■ TASK TO COMPLETE:
Please print the entries below exactly, from the line with "Validates a user" through the line with "match (self.classify_object(ptr, len), direction)", including both of those lines and leaving out all others.

■ DATASET ENTRIES:

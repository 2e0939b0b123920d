// Copyright (c) 2025-2026 Federico Hoerth <memparanoid@gmail.com>
// SPDX-License-Identifier: GPL-3.0-only
// See LICENSE in the repository root for full license text.

//! Hardened-copy validation.
//!
//! Copies between untrusted buffers and process memory ask the validator
//! whether the object they touch overlaps pool chunks. Copies out of a
//! chunk are fine as long as they stay inside it; copies into a chunk, or
//! across a chunk boundary, halt the process.

use crate::context::Prmem;
use crate::fatal::{self, Fatal};

/// How an object relates to pool memory.
#[derive(Debug, Clone, Copy, Eq, PartialEq)]
pub enum ObjectClass {
    /// Does not start inside any pool chunk.
    Unmanaged,
    /// Fully inside one pool chunk.
    Valid,
    /// Starts inside a chunk but crosses its end.
    Invalid,
}

/// Direction of a user copy.
#[derive(Debug, Clone, Copy, Eq, PartialEq)]
pub enum CopyDirection {
    /// Process memory is read and copied out.
    ToUser,
    /// Process memory is overwritten with untrusted data.
    FromUser,
}

impl Prmem {
    /// Classifies `[ptr, ptr + len)` against every live pool chunk.
    pub fn classify_object(&self, ptr: *const u8, len: usize) -> ObjectClass {
        self.inner.registry.classify(ptr as usize, len)
    }

    /// Validates a user copy touching `[ptr, ptr + len)`.
    ///
    /// Halts the process when the copy would expose or overwrite protected
    /// memory. Returns normally otherwise.
    pub fn check_object(&self, ptr: *const u8, len: usize, direction: CopyDirection) {
        let addr = ptr as usize;

        match (self.classify_object(ptr, len), direction) {
            (ObjectClass::Invalid, _) => fatal::halt(
                Fatal::UsercopyInvalid,
                format_args!("{addr:#x}+{len} crosses a chunk boundary"),
            ),
            (ObjectClass::Valid, CopyDirection::FromUser) => fatal::halt(
                Fatal::UsercopyOverwrite,
                format_args!("{addr:#x}+{len}"),
            ),
            _ => {}
        }

        if direction == CopyDirection::FromUser && self.overlaps_static(addr, len) {
            fatal::halt(
                Fatal::UsercopyOverwrite,
                format_args!("{addr:#x}+{len} overlaps the static region"),
            );
        }
    }

    fn overlaps_static(&self, addr: usize, len: usize) -> bool {
        let (start, end) = self.inner.static_region.bounds();
        let high = addr.saturating_add(len);

        len > 0 && addr < end && start < high
    }
}
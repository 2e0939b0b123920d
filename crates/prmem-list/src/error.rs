// Copyright (c) 2025-2026 Federico Hoerth <memparanoid@gmail.com>
// SPDX-License-Identifier: GPL-3.0-only
// See LICENSE in the repository root for full license text.

use prmem_core::{PoolError, StaticError, WrError};
use thiserror::Error;

/// Errors returned by protected list operations.
#[derive(Debug, Error, Clone, Copy, Eq, PartialEq)]
pub enum ListError {
    /// The node is not on any list.
    #[error("node is not linked")]
    NotLinked,

    /// The node is already on a list.
    #[error("node is already linked")]
    AlreadyLinked,

    /// The node was removed under lock-free readers and has not been
    /// reclaimed yet.
    #[error("node is waiting for a grace period")]
    AwaitingGracePeriod,

    /// Hash table size out of range.
    #[error("invalid hash table order {0}")]
    InvalidBits(u32),

    /// Bucket index out of range.
    #[error("bucket {0} out of range")]
    InvalidBucket(usize),

    /// A link could not be rewritten.
    #[error(transparent)]
    WriteRare(#[from] WrError),

    /// A head or node could not be allocated.
    #[error(transparent)]
    Pool(#[from] PoolError),

    /// A head or node could not be declared in the static region.
    #[error(transparent)]
    Static(#[from] StaticError),
}
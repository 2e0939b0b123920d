// Copyright (c) 2025-2026 Federico Hoerth <memparanoid@gmail.com>
// SPDX-License-Identifier: GPL-3.0-only
// See LICENSE in the repository root for full license text.

//! Intrusive lists whose links live in write-rare memory.
//!
//! - [`PrList`]: circular doubly-linked list with add, delete, replace,
//!   move and splice operations.
//! - [`PrHashTable`]: fixed-size table of singly-headed buckets with
//!   back-links for O(1) removal.
//! - [`GracePeriod`]: deferred reclamation for the `*_rcu` variants used
//!   alongside lock-free readers.
//!
//! Every link rewrite goes through the write-rare engine of the owning
//! [`Prmem`](prmem_core::Prmem) context. All slots an operation touches are
//! authorized before the first one is written, so a refused operation
//! leaves the list unchanged.
//!
//! # Example
//!
//! ```rust
//! use prmem_core::{Config, PoolMode, Prmem};
//! use prmem_list::{PrList, PrNode};
//!
//! fn example() -> Result<(), Box<dyn std::error::Error>> {
//!     let prmem = Prmem::try_new(Config::default())?;
//!     let pool = prmem.create_default_pool(PoolMode::START_WRITE_RARE)?;
//!
//!     let list = PrList::create_in(&pool)?;
//!     let a = PrNode::new_in(&pool, 1u32)?;
//!     let b = PrNode::new_in(&pool, 2u32)?;
//!
//!     list.add(a)?;
//!     list.add_tail(b)?;
//!
//!     let values: Vec<u32> = list.iter().map(|node| **node).collect();
//!     assert_eq!(values, [1, 2]);
//!     Ok(())
//! }
//! # example().unwrap();
//! ```

#![warn(missing_docs)]

#[cfg(test)]
mod tests;

mod error;
mod grace;
mod hlist;
mod list;
mod node;

pub use error::ListError;
pub use grace::{GracePeriod, ReadGuard, Retired};
pub use hlist::{BucketIter, GOLDEN_RATIO_64, HlistHead, HlistNode, MAX_BITS, PrHashTable, hash_u64};
pub use list::{Iter, PrList, PrListHead, PrNode};
pub use node::{NodeState, POISON_NEXT, POISON_PREV};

■ SOLUTION TO THE PROBLEM:
    /// Validates a user copy touching `[ptr, ptr + len)`.
    ///
    /// Halts the process when the copy would expose or overwrite protected
    /// memory. Returns normally otherwise.
    pub fn check_object(&self, ptr: *const u8, len: usize, direction: CopyDirection) {
        let addr = ptr as usize;

        match (self.classify_object(ptr, len), direction) {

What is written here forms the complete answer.